Records contained in a dataset
· · · ·
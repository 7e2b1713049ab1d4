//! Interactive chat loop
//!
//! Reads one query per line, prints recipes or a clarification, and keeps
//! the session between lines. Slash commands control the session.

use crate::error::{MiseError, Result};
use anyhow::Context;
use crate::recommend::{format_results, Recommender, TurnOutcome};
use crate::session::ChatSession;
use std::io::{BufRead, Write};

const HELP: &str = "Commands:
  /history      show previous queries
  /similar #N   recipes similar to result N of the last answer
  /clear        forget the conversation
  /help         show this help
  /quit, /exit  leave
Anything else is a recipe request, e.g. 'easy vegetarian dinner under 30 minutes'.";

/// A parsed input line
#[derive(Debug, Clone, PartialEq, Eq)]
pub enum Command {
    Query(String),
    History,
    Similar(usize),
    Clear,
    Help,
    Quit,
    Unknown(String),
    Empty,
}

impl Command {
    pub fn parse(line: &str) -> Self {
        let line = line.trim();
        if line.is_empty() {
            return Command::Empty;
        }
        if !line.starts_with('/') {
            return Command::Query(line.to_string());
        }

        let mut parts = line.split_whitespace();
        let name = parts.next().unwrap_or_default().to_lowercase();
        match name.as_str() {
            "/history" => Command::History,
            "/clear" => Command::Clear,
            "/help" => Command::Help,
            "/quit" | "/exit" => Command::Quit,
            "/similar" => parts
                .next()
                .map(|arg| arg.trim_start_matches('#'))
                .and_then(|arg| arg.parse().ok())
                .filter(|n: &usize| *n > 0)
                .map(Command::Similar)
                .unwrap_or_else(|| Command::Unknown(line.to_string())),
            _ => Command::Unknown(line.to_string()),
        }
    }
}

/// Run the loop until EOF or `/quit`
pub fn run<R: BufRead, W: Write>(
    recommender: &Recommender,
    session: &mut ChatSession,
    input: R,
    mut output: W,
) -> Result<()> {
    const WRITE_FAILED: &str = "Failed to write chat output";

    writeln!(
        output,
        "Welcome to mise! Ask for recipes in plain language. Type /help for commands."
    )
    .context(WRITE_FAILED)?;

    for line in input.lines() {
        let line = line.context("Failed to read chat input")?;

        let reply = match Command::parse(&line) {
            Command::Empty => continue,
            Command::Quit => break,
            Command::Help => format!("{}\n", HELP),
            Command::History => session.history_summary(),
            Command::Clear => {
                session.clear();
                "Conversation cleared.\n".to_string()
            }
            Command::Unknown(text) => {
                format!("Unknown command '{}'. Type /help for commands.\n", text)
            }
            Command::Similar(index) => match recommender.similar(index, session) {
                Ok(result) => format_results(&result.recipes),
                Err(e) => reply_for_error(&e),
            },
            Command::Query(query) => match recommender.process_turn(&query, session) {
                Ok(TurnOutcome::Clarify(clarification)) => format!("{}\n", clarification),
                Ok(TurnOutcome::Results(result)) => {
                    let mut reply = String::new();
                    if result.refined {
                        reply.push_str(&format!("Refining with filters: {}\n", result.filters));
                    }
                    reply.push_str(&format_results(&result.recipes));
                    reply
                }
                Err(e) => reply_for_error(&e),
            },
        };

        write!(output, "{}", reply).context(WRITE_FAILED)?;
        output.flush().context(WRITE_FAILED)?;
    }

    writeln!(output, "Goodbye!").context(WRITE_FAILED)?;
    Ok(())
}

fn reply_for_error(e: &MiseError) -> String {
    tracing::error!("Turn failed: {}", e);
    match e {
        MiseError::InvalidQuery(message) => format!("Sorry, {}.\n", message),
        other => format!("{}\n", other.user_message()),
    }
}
· · · ·
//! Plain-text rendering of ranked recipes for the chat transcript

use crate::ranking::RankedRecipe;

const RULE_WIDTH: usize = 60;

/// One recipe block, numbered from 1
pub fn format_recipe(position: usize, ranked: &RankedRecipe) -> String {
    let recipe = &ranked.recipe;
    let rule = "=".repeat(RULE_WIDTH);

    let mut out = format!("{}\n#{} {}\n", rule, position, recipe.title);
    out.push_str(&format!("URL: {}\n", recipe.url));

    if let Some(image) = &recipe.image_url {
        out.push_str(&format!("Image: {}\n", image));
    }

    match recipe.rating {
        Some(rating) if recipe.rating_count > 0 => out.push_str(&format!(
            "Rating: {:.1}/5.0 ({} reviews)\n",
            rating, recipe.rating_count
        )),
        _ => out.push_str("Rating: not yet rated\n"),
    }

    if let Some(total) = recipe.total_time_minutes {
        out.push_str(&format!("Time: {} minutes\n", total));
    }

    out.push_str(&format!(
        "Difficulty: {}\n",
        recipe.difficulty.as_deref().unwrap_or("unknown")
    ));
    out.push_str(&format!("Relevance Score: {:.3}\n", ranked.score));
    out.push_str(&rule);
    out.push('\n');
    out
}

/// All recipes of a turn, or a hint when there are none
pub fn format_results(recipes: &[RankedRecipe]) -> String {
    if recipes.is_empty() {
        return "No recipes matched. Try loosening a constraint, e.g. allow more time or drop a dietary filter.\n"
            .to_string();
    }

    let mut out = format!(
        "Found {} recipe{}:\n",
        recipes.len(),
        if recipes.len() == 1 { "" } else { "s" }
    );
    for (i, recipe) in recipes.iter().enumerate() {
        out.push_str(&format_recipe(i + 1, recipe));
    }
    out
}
· · · ·
BRIEF:
Copy all lines of the preceding data that hold the word "RankedRecipe".

OUTPUT OF THE EXERCISE:
use crate::ranking::RankedRecipe;
pub fn format_recipe(position: usize, ranked: &RankedRecipe) -> String {
pub fn format_results(recipes: &[RankedRecipe]) -> String {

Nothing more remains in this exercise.